Penyediaan pelayanan yang mudah dan biaya yang diminta sesuai tarif dan tidak ada biaya tambahan merupakan salah satu bentuk pelayanan yang harus mendapat prioritas utama. Gasperz (2001) menyatakan bahwa: ”Pelanggan selalu mengharapkan biaya pelayanan yang lebih murah, selain pelayanan yang semakin cepat dan lebih baik”.

(13)

Penyediaan fasilitas dan informasi pelayanan yang dengan mudah dapat diakseskan akan menimbulkan persepsi yang positif bagi pelanggan terhadap pelayanan yang disediakan. Menurut Kotler (2000) bahwa: ”Persepsi ini akan menjadi penilaian menyeluruh dari pelanggan atas keunggulan suatu pelayanan”. II.2.3.4. Dimensi keadilan

Rasyid (2002) mengemukakan bahwa, ”Dalam fungsi pelayanan pemerintah terkandung tujuan untuk mewujudkan keadilan dalam masyarakat”. Pernyataan ini menegaskan seyogianya setiap warga masyarakat berhak memperoleh pelayanan yang adil dari pemerintah berdasarkan nilai-nilai etika dan hukum yang berlaku. Dalam hal pelayanan publik terutama pelayanan Kartu Tanda Penduduk (KTP) kepada setiap warga masyarakat, rasa keadilan lebih diutamakan karena merupakan salah satu bagian hak azasinya.

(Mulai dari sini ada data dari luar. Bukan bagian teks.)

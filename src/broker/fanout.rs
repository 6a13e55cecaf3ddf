//! Fanout batching
//!
//! A publisher splits its subscriber set into ordered batches of at most
//! `batch_size` ids and hands each batch to the distributor derived from
//! `(publisher, batch index)`. Same shape in, same distributors out.

use std::collections::BTreeSet;

use crate::broker::ids::{DistributorId, PublisherId, SubscriberId};

#[derive(Debug, Clone, PartialEq, Eq)]
pub struct Batch {
    pub index: usize,
    pub distributor: DistributorId,
    pub targets: Vec<SubscriberId>,
}

/// Plans `ceil(N / batch_size)` non-overlapping batches. A `batch_size` of
/// zero is treated as one.
pub fn plan(
    publisher: &PublisherId,
    subscribers: &BTreeSet<SubscriberId>,
    batch_size: usize,
) -> Vec<Batch> {
    let members: Vec<SubscriberId> = subscribers.iter().copied().collect();
    members
        .chunks(batch_size.max(1))
        .enumerate()
        .map(|(index, chunk)| Batch {
            index,
            distributor: DistributorId::for_batch(publisher, index),
            targets: chunk.to_vec(),
        })
        .collect()
}
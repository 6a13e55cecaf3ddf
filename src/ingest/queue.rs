//! Value ingress queue
//!
//! At-least-once delivery into the broker. Each item is handed to a
//! [`ValueSink`]; success acknowledges it, failure puts it back on the queue
//! after a delay until it runs out of attempts. Requests the sink can never
//! accept (an empty ticker) are dropped straight away.

use std::sync::Arc;
use std::sync::atomic::{AtomicU64, Ordering};
use std::time::Duration;

use async_trait::async_trait;
use serde::Serialize;
use tokio::sync::mpsc;
use tokio::task::JoinHandle;
use tracing::{debug, error, warn};

use crate::broker::Broker;
use crate::broker::ids::PublisherId;
use crate::broker::message::TickerUpdate;
use crate::broker::topic::Topic;
use crate::config::IngestSettings;
use crate::debug::{ComponentKind, Endpoint, Interaction, Operation};
use crate::utils::{BrokerError, Result};

pub const QUEUE_NAME: &str = "ingest";

/// Where queued values end up.
#[async_trait]
pub trait ValueSink: Send + Sync + 'static {
    async fn deliver(&self, update: &TickerUpdate) -> Result<()>;
}

#[async_trait]
impl ValueSink for Broker {
    async fn deliver(&self, update: &TickerUpdate) -> Result<()> {
        let target = Topic::parse(&update.ticker)
            .map(|topic| Endpoint::publisher(&PublisherId::for_topic(&topic)))
            .unwrap_or_else(|| Endpoint::new(ComponentKind::Publisher, "unknown"));
        let interaction = Interaction::new(
            Operation::Publish,
            Endpoint::new(ComponentKind::Queue, QUEUE_NAME),
            target,
        )
        .with_data(serde_json::json!(update));
        self.directory()
            .tracking()
            .timed(interaction, async { self.publish(update.clone()).await })
            .await
            .map(|_| ())
    }
}

struct Delivery {
    update: TickerUpdate,
    attempts: u32,
}

#[derive(Debug, Default)]
struct Counters {
    acked: AtomicU64,
    retried: AtomicU64,
    dropped: AtomicU64,
}

#[derive(Debug, Clone, Copy, Default, PartialEq, Eq, Serialize)]
pub struct IngestStats {
    pub acked: u64,
    pub retried: u64,
    pub dropped: u64,
}

#[derive(Clone)]
pub struct IngestQueue {
    tx: mpsc::Sender<Delivery>,
    counters: Arc<Counters>,
}

impl IngestQueue {
    /// Starts the consumer. It runs until every `IngestQueue` clone is
    /// dropped and the queue has drained.
    pub fn start<S: ValueSink>(sink: Arc<S>, settings: IngestSettings) -> (Self, JoinHandle<()>) {
        let (tx, rx) = mpsc::channel(settings.buffer.max(1));
        let counters = Arc::new(Counters::default());
        let consumer = Consumer {
            sink,
            retry: tx.downgrade(),
            counters: counters.clone(),
            settings,
        };
        let handle = tokio::spawn(consumer.run(rx));
        (Self { tx, counters }, handle)
    }

    /// Waits for room when the queue is full.
    pub async fn enqueue(&self, update: TickerUpdate) -> Result<()> {
        self.tx
            .send(Delivery {
                update,
                attempts: 0,
            })
            .await
            .map_err(|_| BrokerError::unreachable(QUEUE_NAME))
    }

    pub async fn enqueue_batch(&self, updates: Vec<TickerUpdate>) -> Result<usize> {
        let count = updates.len();
        for update in updates {
            self.enqueue(update).await?;
        }
        Ok(count)
    }

    pub fn stats(&self) -> IngestStats {
        IngestStats {
            acked: self.counters.acked.load(Ordering::Relaxed),
            retried: self.counters.retried.load(Ordering::Relaxed),
            dropped: self.counters.dropped.load(Ordering::Relaxed),
        }
    }
}

struct Consumer<S> {
    sink: Arc<S>,
    retry: mpsc::WeakSender<Delivery>,
    counters: Arc<Counters>,
    settings: IngestSettings,
}

impl<S: ValueSink> Consumer<S> {
    async fn run(self, mut rx: mpsc::Receiver<Delivery>) {
        while let Some(delivery) = rx.recv().await {
            self.process(delivery).await;
        }
        debug!("ingest queue closed");
    }

    async fn process(&self, mut delivery: Delivery) {
        let err = match self.sink.deliver(&delivery.update).await {
            Ok(()) => {
                self.counters.acked.fetch_add(1, Ordering::Relaxed);
                return;
            }
            Err(err) => err,
        };

        delivery.attempts += 1;
        let ticker = delivery.update.ticker.clone();
        if matches!(err, BrokerError::InvalidRequest(_)) {
            warn!(ticker = %ticker, error = err.as_label(), "dropping unprocessable value: {err}");
            self.counters.dropped.fetch_add(1, Ordering::Relaxed);
            return;
        }
        if delivery.attempts >= self.settings.max_attempts {
            error!(ticker = %ticker, attempts = delivery.attempts, error = err.as_label(), "giving up on value: {err}");
            self.counters.dropped.fetch_add(1, Ordering::Relaxed);
            return;
        }

        warn!(
            ticker = %ticker,
            attempts = delivery.attempts,
            error = err.as_label(),
            "value not processed, will redeliver: {err}"
        );
        self.counters.retried.fetch_add(1, Ordering::Relaxed);
        self.redeliver(delivery, self.settings.retry_delay());
    }

    fn redeliver(&self, delivery: Delivery, after: Duration) {
        let retry = self.retry.clone();
        let counters = self.counters.clone();
        tokio::spawn(async move {
            tokio::time::sleep(after).await;
            let sent = match retry.upgrade() {
                Some(tx) => tx.send(delivery).await.is_ok(),
                None => false,
            };
            if !sent {
                counters.dropped.fetch_add(1, Ordering::Relaxed);
            }
        });
    }
}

Dengan demikian setiap orang merasa dilindungi dan dipenuhi haknya untuk memperoleh pelayanan. Hal ini sesuai yang dinyatakan oleh Ichsan (1986) bahwa: ”Pemerintah harus mendasarkan pelayanan yang sama dan merata tanpa melihat ekonomis pelayanan itu”. Pemerintah harus melakukan consistency of statement dalam melakukan pelayanan tanpa memandang siapa, dimana dan bilamana sekalipun pelayanan tidak mendatangkan keuntungan atau manfaat. Rasa keadilan yang mudah tersentuh dalam kehidupan masyarakat sehari-hari sejauh mana pelayanan publik diterima oleh masyarakat secara menyeluruh tanpa memandang asal usul, strata sosial dan ekonomi masyarakat yang dilayaninya.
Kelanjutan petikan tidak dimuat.